Wednesday, January 30, 2008

Loose Talk Lands Attorney In Jail

According the Associated Press, Oklahoma City attorney Derek Smith was jailed by Judge Twyla Mason Gray for lying to her. He is currently serving a four day sentence for contempt. However, the story appears to be more complicated.

Apparently, the judge asked Smith if there had been discussions about arranging for the witness not to appear. Smith replied that there had not been. According to Smith, he only offered a legal opinion to his client that the witness could not be jailed for not appearing. Again, according to Smith, his client or someone closely associated apparently approached the witness and told her not to appear. The witness then told the judge that she had been advised by Smith not to appear.

The client obviously acted in their own best interest even if that meant misrepresenting their attorney's communications and placing the attorney in danger of professional discipline as well as contempt charges.

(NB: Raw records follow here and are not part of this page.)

//! Request dispatcher for the LINE Messaging API.
//!
//! The [`Client`] type is the main entry point for making requests.
//! Use [`ClientBuilder`] to configure and create clients.
//!
//! Every dispatched call is a single attempt: a timeout, a transport failure,
//! or a non-2xx status is returned to the caller as an [`Error`] carrying the
//! request path. There is no retry.

use crate::{
    codec,
    credential::AccessToken,
    metadata::{Host, RequestBody, RequestMetadata},
    Error, Response, Result,
};
use http::{header, HeaderMap, HeaderName, HeaderValue, Method};
use serde::{de::DeserializeOwned, Serialize};
use std::future::Future;
use std::sync::Arc;
use std::time::{Duration, Instant};
use tokio::sync::watch;
use url::Url;

/// Default base address of the JSON API.
pub const DEFAULT_API_BASE_URL: &str = "https://api.line.me/";

/// Default base address of the content-serving endpoint.
pub const DEFAULT_DATA_BASE_URL: &str = "https://api-data.line.me/";

/// Default per-call timeout.
pub const DEFAULT_TIMEOUT: Duration = Duration::from_secs(10);

const JSON_CONTENT_TYPE: &str = "application/json; charset=utf-8";

/// A LINE Messaging API client.
///
/// The client is cheap to clone and is meant to be reused: all clones share
/// one connection pool, one credential, and one configuration. Calls made
/// concurrently are independent and complete in no particular order.
///
/// # Examples
///
/// ```no_run
/// use line_messaging::{Client, Message};
/// use std::time::Duration;
///
/// # async fn example() -> Result<(), line_messaging::Error> {
/// let client = Client::builder()
///     .channel_access_token("channel-access-token")
///     .timeout(Duration::from_secs(5))
///     .build()?;
///
/// client
///     .push_message("U4af4980629", vec![Message::text("Hello, world")])
///     .await?;
/// # Ok(())
/// # }
/// ```
#[derive(Clone)]
pub struct Client {
    inner: Arc<ClientInner>,
}

struct ClientInner {
    http_client: reqwest::Client,
    api_base_url: Url,
    data_base_url: Url,
    access_token: AccessToken,
    authorization: HeaderValue,
    default_headers: HeaderMap,
    timeout: Duration,
    cancellation: Option<watch::Receiver<bool>>,
}
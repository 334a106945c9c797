//! Actions attached to template messages, quick replies, and rich menus.
//!
//! The `type` tag on the wire is derived from the variant, so a serialized
//! action can never carry a tag that disagrees with its fields.

use crate::{Error, Result};
use serde::{Deserialize, Serialize};

/// Character limit for postback data, display text, and message text.
pub const MAX_TEXT_CHARS: usize = 300;

/// Character limit for a URI action's target.
pub const MAX_URI_CHARS: usize = 1000;

/// URI schemes a [`Action::Uri`] may open.
pub const ALLOWED_URI_SCHEMES: &[&str] = &["http", "https", "line", "tel"];

/// An action performed when the user taps a button or area.
///
/// # Examples
///
/// ```
/// use line_messaging::Action;
///
/// let action = Action::postback("Buy", "action=buy&itemid=111").with_display_text("Buy");
/// let json = serde_json::to_value(&action).unwrap();
/// assert_eq!(json["type"], "postback");
/// assert_eq!(json["displayText"], "Buy");
/// ```
#[derive(Debug, Clone, PartialEq, Eq, Serialize, Deserialize)]
#[serde(tag = "type", rename_all = "camelCase", rename_all_fields = "camelCase")]
pub enum Action {
    /// Returns `data` to the bot through a postback event.
    Postback {
        label: String,
        data: String,
        #[serde(default, skip_serializing_if = "Option::is_none")]
        display_text: Option<String>,
        #[serde(default, skip_serializing_if = "Option::is_none")]
        input_option: Option<InputOption>,
        /// Pre-filled keyboard text; only meaningful with [`InputOption::OpenKeyboard`].
        #[serde(default, skip_serializing_if = "Option::is_none")]
        fill_in_text: Option<String>,
    },

    /// Sends `text` as a message from the user.
    Message { label: String, text: String },

    /// Opens `uri`.
    Uri { label: String, uri: String },

    /// Opens a date/time picker and returns the selection through a postback event.
    ///
    /// `min` is expected to be earlier than `max`; the platform enforces it.
    #[serde(rename = "datetimepicker")]
    DatetimePicker {
        label: String,
        data: String,
        mode: DatetimeMode,
        #[serde(default, skip_serializing_if = "Option::is_none")]
        initial: Option<String>,
        #[serde(default, skip_serializing_if = "Option::is_none")]
        max: Option<String>,
        #[serde(default, skip_serializing_if = "Option::is_none")]
        min: Option<String>,
    },

    /// Opens the camera.
    Camera { label: String },

    /// Opens the camera roll.
    CameraRoll { label: String },

    /// Opens the location picker.
    Location { label: String },
}

/// What a datetime picker lets the user choose.
#[derive(Debug, Clone, Copy, PartialEq, Eq, Serialize, Deserialize)]
#[serde(rename_all = "lowercase")]
pub enum DatetimeMode {
    Date,
    Time,
    Datetime,
}

/// How the chat UI reacts after a postback action.
#[derive(Debug, Clone, Copy, PartialEq, Eq, Serialize, Deserialize)]
#[serde(rename_all = "camelCase")]
pub enum InputOption {
    CloseRichMenu,
    OpenRichMenu,
    OpenKeyboard,
    OpenVoice,
}

impl Action {
    pub fn postback(label: impl Into<String>, data: impl Into<String>) -> Self {
        Action::Postback {
            label: label.into(),
            data: data.into(),
            display_text: None,
            input_option: None,
            fill_in_text: None,
        }
    }

    pub fn message(label: impl Into<String>, text: impl Into<String>) -> Self {
        Action::Message {
            label: label.into(),
            text: text.into(),
        }
    }

    pub fn uri(label: impl Into<String>, uri: impl Into<String>) -> Self {
        Action::Uri {
            label: label.into(),
            uri: uri.into(),
        }
    }

    pub fn datetime_picker(
        label: impl Into<String>,
        data: impl Into<String>,
        mode: DatetimeMode,
    ) -> Self {
        Action::DatetimePicker {
            label: label.into(),
            data: data.into(),
            mode,
            initial: None,
            max: None,
            min: None,
        }
    }

    /// Sets the display text of a postback action. Other variants are returned unchanged.
    pub fn with_display_text(mut self, text: impl Into<String>) -> Self {
        if let Action::Postback { display_text, .. } = &mut self {
            *display_text = Some(text.into());
        }
        self
    }

    /// Sets the input option and pre-filled text of a postback action.
    /// Other variants are returned unchanged.
    pub fn with_input_option(mut self, option: InputOption, fill_in: Option<String>) -> Self {
        if let Action::Postback {
            input_option,
            fill_in_text,
            ..
        } = &mut self
        {
            *input_option = Some(option);
            *fill_in_text = fill_in;
        }
        self
    }

    /// Sets the initial/min/max bounds of a datetime picker.
    /// Other variants are returned unchanged.
    pub fn with_bounds(
        mut self,
        initial_value: Option<String>,
        min_value: Option<String>,
        max_value: Option<String>,
    ) -> Self {
        if let Action::DatetimePicker {
            initial, min, max, ..
        } = &mut self
        {
            *initial = initial_value;
            *min = min_value;
            *max = max_value;
        }
        self
    }

    /// The wire tag of this action.
    pub fn kind(&self) -> &'static str {
        match self {
            Action::Postback { .. } => "postback",
            Action::Message { .. } => "message",
            Action::Uri { .. } => "uri",
            Action::DatetimePicker { .. } => "datetimepicker",
            Action::Camera { .. } => "camera",
            Action::CameraRoll { .. } => "cameraRoll",
            Action::Location { .. } => "location",
        }
    }

    pub fn label(&self) -> &str {
        match self {
            Action::Postback { label, .. }
            | Action::Message { label, .. }
            | Action::Uri { label, .. }
            | Action::DatetimePicker { label, .. }
            | Action::Camera { label }
            | Action::CameraRoll { label }
            | Action::Location { label } => label,
        }
    }

    /// Checks the documented field limits locally.
    ///
    /// Nothing in the client calls this; the platform remains the authority
    /// and requests are sent unvalidated.
    ///
    /// # Errors
    ///
    /// Returns [`Error::InvalidArgument`] naming the first field over its limit,
    /// or a URI whose scheme is not one of [`ALLOWED_URI_SCHEMES`].
    pub fn validate(&self) -> Result<()> {
        match self {
            Action::Postback {
                data, display_text, ..
            } => {
                check_len("data", data, MAX_TEXT_CHARS)?;
                if let Some(text) = display_text {
                    check_len("display_text", text, MAX_TEXT_CHARS)?;
                }
                Ok(())
            }
            Action::Message { text, .. } => check_len("text", text, MAX_TEXT_CHARS),
            Action::Uri { uri, .. } => {
                check_len("uri", uri, MAX_URI_CHARS)?;
                let scheme = uri.split_once(':').map(|(s, _)| s).unwrap_or_default();
                if ALLOWED_URI_SCHEMES
                    .iter()
                    .any(|allowed| allowed.eq_ignore_ascii_case(scheme))
                {
                    Ok(())
                } else {
                    Err(Error::invalid_argument(
                        "uri",
                        format!("scheme `{scheme}` is not one of {ALLOWED_URI_SCHEMES:?}"),
                    ))
                }
            }
            Action::DatetimePicker { data, .. } => check_len("data", data, MAX_TEXT_CHARS),
            Action::Camera { .. } | Action::CameraRoll { .. } | Action::Location { .. } => Ok(()),
        }
    }
}

fn check_len(parameter: &'static str, value: &str, max: usize) -> Result<()> {
    let len = value.chars().count();
    if len > max {
        return Err(Error::invalid_argument(
            parameter,
            format!("{len} characters exceeds the limit of {max}"),
        ));
    }
    Ok(())
}

#[cfg(test)]
mod tests {
    use super::*;
    use serde_json::json;

    #[test]
    fn test_postback_wire_shape() {
        let action = Action::postback("Buy", "action=buy&itemid=111")
            .with_input_option(InputOption::OpenKeyboard, Some("qty: ".to_string()));

        assert_eq!(
            serde_json::to_value(&action).unwrap(),
            json!({
                "type": "postback",
                "label": "Buy",
                "data": "action=buy&itemid=111",
                "inputOption": "openKeyboard",
                "fillInText": "qty: "
            })
        );
    }

    #[test]
    fn test_datetime_picker_wire_shape() {
        let action = Action::datetime_picker("Select date", "storeId=12345", DatetimeMode::Datetime)
            .with_bounds(
                Some("2017-12-25t00:00".to_string()),
                Some("2017-01-24t23:59".to_string()),
                Some("2018-01-24t23:59".to_string()),
            );

        assert_eq!(
            serde_json::to_value(&action).unwrap(),
            json!({
                "type": "datetimepicker",
                "label": "Select date",
                "data": "storeId=12345",
                "mode": "datetime",
                "initial": "2017-12-25t00:00",
                "max": "2018-01-24t23:59",
                "min": "2017-01-24t23:59"
            })
        );
    }

    #[test]
    fn test_label_only_variants() {
        let action = Action::CameraRoll {
            label: "Camera roll".to_string(),
        };
        assert_eq!(
            serde_json::to_value(&action).unwrap(),
            json!({"type": "cameraRoll", "label": "Camera roll"})
        );
    }

    #[test]
    fn test_decode_matches_kind_and_fields() {
        let actions = vec![
            Action::postback("a", "b").with_display_text("c"),
            Action::message("Yes", "yes"),
            Action::uri("View", "https://example.com/page/222"),
            Action::datetime_picker("When", "d", DatetimeMode::Time),
            Action::Camera {
                label: "Camera".to_string(),
            },
            Action::Location {
                label: "Location".to_string(),
            },
        ];

        let mut tags = std::collections::HashSet::new();
        for action in actions {
            let json = serde_json::to_value(&action).unwrap();
            assert_eq!(json["type"], action.kind());
            assert!(tags.insert(action.kind()), "duplicate tag {}", action.kind());

            let decoded: Action = serde_json::from_value(json).unwrap();
            assert_eq!(decoded, action);
        }
    }

    #[test]
    fn test_unknown_tag_is_rejected() {
        let result =
            serde_json::from_value::<Action>(json!({"type": "richmenuswitch", "label": "x"}));
        assert!(result.is_err());
    }

    #[test]
    fn test_validate() {
        assert!(Action::uri("Call", "tel:09001234567").validate().is_ok());
        assert!(Action::uri("Open", "line://nv/camera").validate().is_ok());
        assert!(Action::uri("Bad", "ftp://example.com").validate().is_err());
        assert!(Action::uri("Long", format!("https://{}", "a".repeat(1000)))
            .validate()
            .is_err());

        let err = Action::postback("x", "d".repeat(301)).validate().unwrap_err();
        assert!(matches!(err, Error::InvalidArgument { parameter: "data", .. }));
        assert!(Action::message("x", "y".repeat(300)).validate().is_ok());
    }
}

This illustrates the importance of not allowing your clients or their associates to talk to witnesses or especially to other parties in the litigation. Many clients will say whatever they have to to protect themselves regardless of who else they hurt. Also, attorneys are accustomed to speaking carefully in very nuanced terms and balancing seemingly contradictory information in a way that conforms the standards of the justice system. Civilians are not.

Attorneys are expected to control their clients and associates to prevent this type of loose talk. If Judge Mason's decision stands, the attorney can apparently be held personally responsible even when the client misbehaved and not the attorney. So, the only safe rule is to instruct your client and their associates to never communicate with witnesses or especially other parties to the litigation and to take decisive action to protect yourself if you find out that they have.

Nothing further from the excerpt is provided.